» Exercise brief
This exercise calls for printing every record exactly once more.

Collected data entries

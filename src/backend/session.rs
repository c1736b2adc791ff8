//! Per-client session state.
//!
//! The backend keeps two fixed slot arrays: control sessions (typed
//! messages) and buffer sessions (ring transport). A slot cycles
//! Available -> Occupied (handshake in progress) -> Connected -> Available.
//! Buffers are allocated once per slot and re-registered per connection.

use std::sync::Arc;

use tracing::info;

use crate::constants::{
    CTRL_MSG_SIZE, MAX_OUTSTANDING_IO, REQUEST_RING_BYTES, RESPONSE_RING_BYTES,
};
use crate::rdma::{Endpoint, LocalMr, RemoteMr};
use crate::ring::response::ResponseTails;
use crate::ring::{DmaRegion, SplitState};
use crate::service::{ControlCompletion, DataRequest};
use crate::wire::MsgId;

/// Lifecycle of a session slot.
#[derive(Debug, Clone, Copy, PartialEq, Eq, Default)]
pub enum ConnState {
    #[default]
    Available,
    /// Connection accepted, handshake not yet complete.
    Occupied,
    Connected,
}

/// Offset of the receive staging area inside a session's message buffer.
pub const RECV_BUF_OFF: usize = 0;
/// Offset of the send staging area inside a session's message buffer.
pub const SEND_BUF_OFF: usize = CTRL_MSG_SIZE;

const MSG_REGION_BYTES: usize = 4096;

/// The single outstanding control operation of a session.
pub struct PendingControl {
    pub ack_id: MsgId,
    pub completion: Arc<ControlCompletion>,
}

/// A control channel session slot.
pub struct ControlSession<E: Endpoint> {
    pub id: u32,
    pub state: ConnState,
    pub ep: Option<E>,
    pub msg_buf: Arc<DmaRegion>,
    pub msg_mr: Option<LocalMr>,
    pub pending: Option<PendingControl>,
}

impl<E: Endpoint> ControlSession<E> {
    pub fn new(id: u32) -> Self {
        Self {
            id,
            state: ConnState::Available,
            ep: None,
            msg_buf: Arc::new(DmaRegion::alloc(MSG_REGION_BYTES)),
            msg_mr: None,
            pending: None,
        }
    }

    pub fn recv_mr(&self) -> LocalMr {
        self.msg_mr
            .expect("session has a registered message buffer")
            .window(RECV_BUF_OFF as u32, CTRL_MSG_SIZE as u32)
    }

    pub fn send_mr(&self, len: usize) -> LocalMr {
        self.msg_mr
            .expect("session has a registered message buffer")
            .window(SEND_BUF_OFF as u32, len as u32)
    }

    /// Release the connection and return the slot to Available.
    pub fn teardown(&mut self) {
        if let Some(ep) = self.ep.take() {
            ep.disconnect();
        }
        self.msg_mr = None;
        self.pending = None;
        self.state = ConnState::Available;
        info!(slot = self.id, "control session released");
    }
}

/// Ring transport state of a bound buffer session.
pub struct RingState {
    /// Host DMA area.
    pub remote: RemoteMr,
    /// Local mirror of the request ring. Shared with in-flight data
    /// operations, which hold payload views into it.
    pub req_mirror: Arc<DmaRegion>,
    pub req_mirror_mr: LocalMr,
    /// Local staging of the response ring. Shared with in-flight data
    /// operations, which hold response slots into it.
    pub resp_staging: Arc<DmaRegion>,
    pub resp_staging_mr: LocalMr,
    /// Landing area for metadata reads plus cursor scratch words.
    pub meta: Arc<DmaRegion>,
    pub meta_mr: LocalMr,
    /// Consumer cursor over the request ring.
    pub req_head: u32,
    /// Size of the in-flight request fetch.
    pub fetch_bytes: u32,
    pub fetch_split: SplitState,
    pub resp_tails: ResponseTails,
    pub resp_split: SplitState,
    /// Fixed ring of request contexts; slots recycle as responses are
    /// transmitted.
    pub contexts: Vec<DataRequest>,
    pub next_context: usize,
}

impl RingState {
    pub fn new<E: Endpoint>(ep: &E, remote: RemoteMr) -> Result<Self, crate::rdma::RdmaError> {
        let req_mirror = Arc::new(DmaRegion::alloc(REQUEST_RING_BYTES as usize));
        let resp_staging = Arc::new(DmaRegion::alloc(RESPONSE_RING_BYTES as usize));
        let meta = Arc::new(DmaRegion::alloc(4096));
        let req_mirror_mr = ep.register(&req_mirror)?;
        let resp_staging_mr = ep.register(&resp_staging)?;
        let meta_mr = ep.register(&meta)?;
        Ok(Self {
            remote,
            req_mirror,
            req_mirror_mr,
            resp_staging,
            resp_staging_mr,
            meta,
            meta_mr,
            req_head: 0,
            fetch_bytes: 0,
            fetch_split: SplitState::NotSplit,
            resp_tails: ResponseTails::new(),
            resp_split: SplitState::NotSplit,
            contexts: vec![DataRequest::default(); MAX_OUTSTANDING_IO],
            next_context: 0,
        })
    }
}

/// A buffer channel session slot.
pub struct BufferSession<E: Endpoint> {
    pub id: u32,
    pub state: ConnState,
    pub ep: Option<E>,
    pub msg_buf: Arc<DmaRegion>,
    pub msg_mr: Option<LocalMr>,
    /// Control session this transport is bound to.
    pub client_id: Option<u32>,
    pub rings: Option<RingState>,
}

impl<E: Endpoint> BufferSession<E> {
    pub fn new(id: u32) -> Self {
        Self {
            id,
            state: ConnState::Available,
            ep: None,
            msg_buf: Arc::new(DmaRegion::alloc(MSG_REGION_BYTES)),
            msg_mr: None,
            client_id: None,
            rings: None,
        }
    }

    pub fn recv_mr(&self) -> LocalMr {
        self.msg_mr
            .expect("session has a registered message buffer")
            .window(RECV_BUF_OFF as u32, CTRL_MSG_SIZE as u32)
    }

    pub fn send_mr(&self, len: usize) -> LocalMr {
        self.msg_mr
            .expect("session has a registered message buffer")
            .window(SEND_BUF_OFF as u32, len as u32)
    }

    /// Release the connection, its rings, and return the slot to
    /// Available. In-flight operations are abandoned.
    pub fn teardown(&mut self) {
        if let Some(ep) = self.ep.take() {
            ep.disconnect();
        }
        self.msg_mr = None;
        self.rings = None;
        self.client_id = None;
        self.state = ConnState::Available;
        info!(slot = self.id, "buffer session released");
    }
}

» Result of this task
filename src/backend/session.rs
repository c1736b2adc791ff8
//! Per-client session state.
//!
//! The backend keeps two fixed slot arrays: control sessions (typed
//! messages) and buffer sessions (ring transport). A slot cycles
//! Available -> Occupied (handshake in progress) -> Connected -> Available.
//! Buffers are allocated once per slot and re-registered per connection.

use std::sync::Arc;

use tracing::info;

use crate::constants::{
    CTRL_MSG_SIZE, MAX_OUTSTANDING_IO, REQUEST_RING_BYTES, RESPONSE_RING_BYTES,
};
use crate::rdma::{Endpoint, LocalMr, RemoteMr};
use crate::ring::response::ResponseTails;
use crate::ring::{DmaRegion, SplitState};
use crate::service::{ControlCompletion, DataRequest};
use crate::wire::MsgId;

/// Lifecycle of a session slot.
#[derive(Debug, Clone, Copy, PartialEq, Eq, Default)]
pub enum ConnState {
    #[default]
    Available,
    /// Connection accepted, handshake not yet complete.
    Occupied,
    Connected,
}

/// Offset of the receive staging area inside a session's message buffer.
pub const RECV_BUF_OFF: usize = 0;
/// Offset of the send staging area inside a session's message buffer.
pub const SEND_BUF_OFF: usize = CTRL_MSG_SIZE;

const MSG_REGION_BYTES: usize = 4096;

/// The single outstanding control operation of a session.
pub struct PendingControl {
    pub ack_id: MsgId,
    pub completion: Arc<ControlCompletion>,
}

/// A control channel session slot.
pub struct ControlSession<E: Endpoint> {
    pub id: u32,
    pub state: ConnState,
    pub ep: Option<E>,
    pub msg_buf: Arc<DmaRegion>,
    pub msg_mr: Option<LocalMr>,
    pub pending: Option<PendingControl>,
}

impl<E: Endpoint> ControlSession<E> {
    pub fn new(id: u32) -> Self {
        Self {
            id,
            state: ConnState::Available,
            ep: None,
            msg_buf: Arc::new(DmaRegion::alloc(MSG_REGION_BYTES)),
            msg_mr: None,
            pending: None,
        }
    }

    pub fn recv_mr(&self) -> LocalMr {
        self.msg_mr
            .expect("session has a registered message buffer")
            .window(RECV_BUF_OFF as u32, CTRL_MSG_SIZE as u32)
    }

    pub fn send_mr(&self, len: usize) -> LocalMr {
        self.msg_mr
            .expect("session has a registered message buffer")
            .window(SEND_BUF_OFF as u32, len as u32)
    }

    /// Release the connection and return the slot to Available.
    pub fn teardown(&mut self) {
        if let Some(ep) = self.ep.take() {
            ep.disconnect();
        }
        self.msg_mr = None;
        self.pending = None;
        self.state = ConnState::Available;
        info!(slot = self.id, "control session released");
    }
}

/// Ring transport state of a bound buffer session.
pub struct RingState {
    /// Host DMA area.
    pub remote: RemoteMr,
    /// Local mirror of the request ring. Shared with in-flight data
    /// operations, which hold payload views into it.
    pub req_mirror: Arc<DmaRegion>,
    pub req_mirror_mr: LocalMr,
    /// Local staging of the response ring. Shared with in-flight data
    /// operations, which hold response slots into it.
    pub resp_staging: Arc<DmaRegion>,
    pub resp_staging_mr: LocalMr,
    /// Landing area for metadata reads plus cursor scratch words.
    pub meta: Arc<DmaRegion>,
    pub meta_mr: LocalMr,
    /// Consumer cursor over the request ring.
    pub req_head: u32,
    /// Size of the in-flight request fetch.
    pub fetch_bytes: u32,
    pub fetch_split: SplitState,
    pub resp_tails: ResponseTails,
    pub resp_split: SplitState,
    /// Fixed ring of request contexts; slots recycle as responses are
    /// transmitted.
    pub contexts: Vec<DataRequest>,
    pub next_context: usize,
}

impl RingState {
    pub fn new<E: Endpoint>(ep: &E, remote: RemoteMr) -> Result<Self, crate::rdma::RdmaError> {
        let req_mirror = Arc::new(DmaRegion::alloc(REQUEST_RING_BYTES as usize));
        let resp_staging = Arc::new(DmaRegion::alloc(RESPONSE_RING_BYTES as usize));
        let meta = Arc::new(DmaRegion::alloc(4096));
        let req_mirror_mr = ep.register(&req_mirror)?;
        let resp_staging_mr = ep.register(&resp_staging)?;
        let meta_mr = ep.register(&meta)?;
        Ok(Self {
            remote,
            req_mirror,
            req_mirror_mr,
            resp_staging,
            resp_staging_mr,
            meta,
            meta_mr,
            req_head: 0,
            fetch_bytes: 0,
            fetch_split: SplitState::NotSplit,
            resp_tails: ResponseTails::new(),
            resp_split: SplitState::NotSplit,
            contexts: vec![DataRequest::default(); MAX_OUTSTANDING_IO],
            next_context: 0,
        })
    }
}

/// A buffer channel session slot.
pub struct BufferSession<E: Endpoint> {
    pub id: u32,
    pub state: ConnState,
    pub ep: Option<E>,
    pub msg_buf: Arc<DmaRegion>,
    pub msg_mr: Option<LocalMr>,
    /// Control session this transport is bound to.
    pub client_id: Option<u32>,
    pub rings: Option<RingState>,
}

impl<E: Endpoint> BufferSession<E> {
    pub fn new(id: u32) -> Self {
        Self {
            id,
            state: ConnState::Available,
            ep: None,
            msg_buf: Arc::new(DmaRegion::alloc(MSG_REGION_BYTES)),
            msg_mr: None,
            client_id: None,
            rings: None,
        }
    }

    pub fn recv_mr(&self) -> LocalMr {
        self.msg_mr
            .expect("session has a registered message buffer")
            .window(RECV_BUF_OFF as u32, CTRL_MSG_SIZE as u32)
    }

    pub fn send_mr(&self, len: usize) -> LocalMr {
        self.msg_mr
            .expect("session has a registered message buffer")
            .window(SEND_BUF_OFF as u32, len as u32)
    }

    /// Release the connection, its rings, and return the slot to
    /// Available. In-flight operations are abandoned.
    pub fn teardown(&mut self) {
        if let Some(ep) = self.ep.take() {
            ep.disconnect();
        }
        self.msg_mr = None;
        self.rings = None;
        self.client_id = None;
        self.state = ConnState::Available;
        info!(slot = self.id, "buffer session released");
    }
}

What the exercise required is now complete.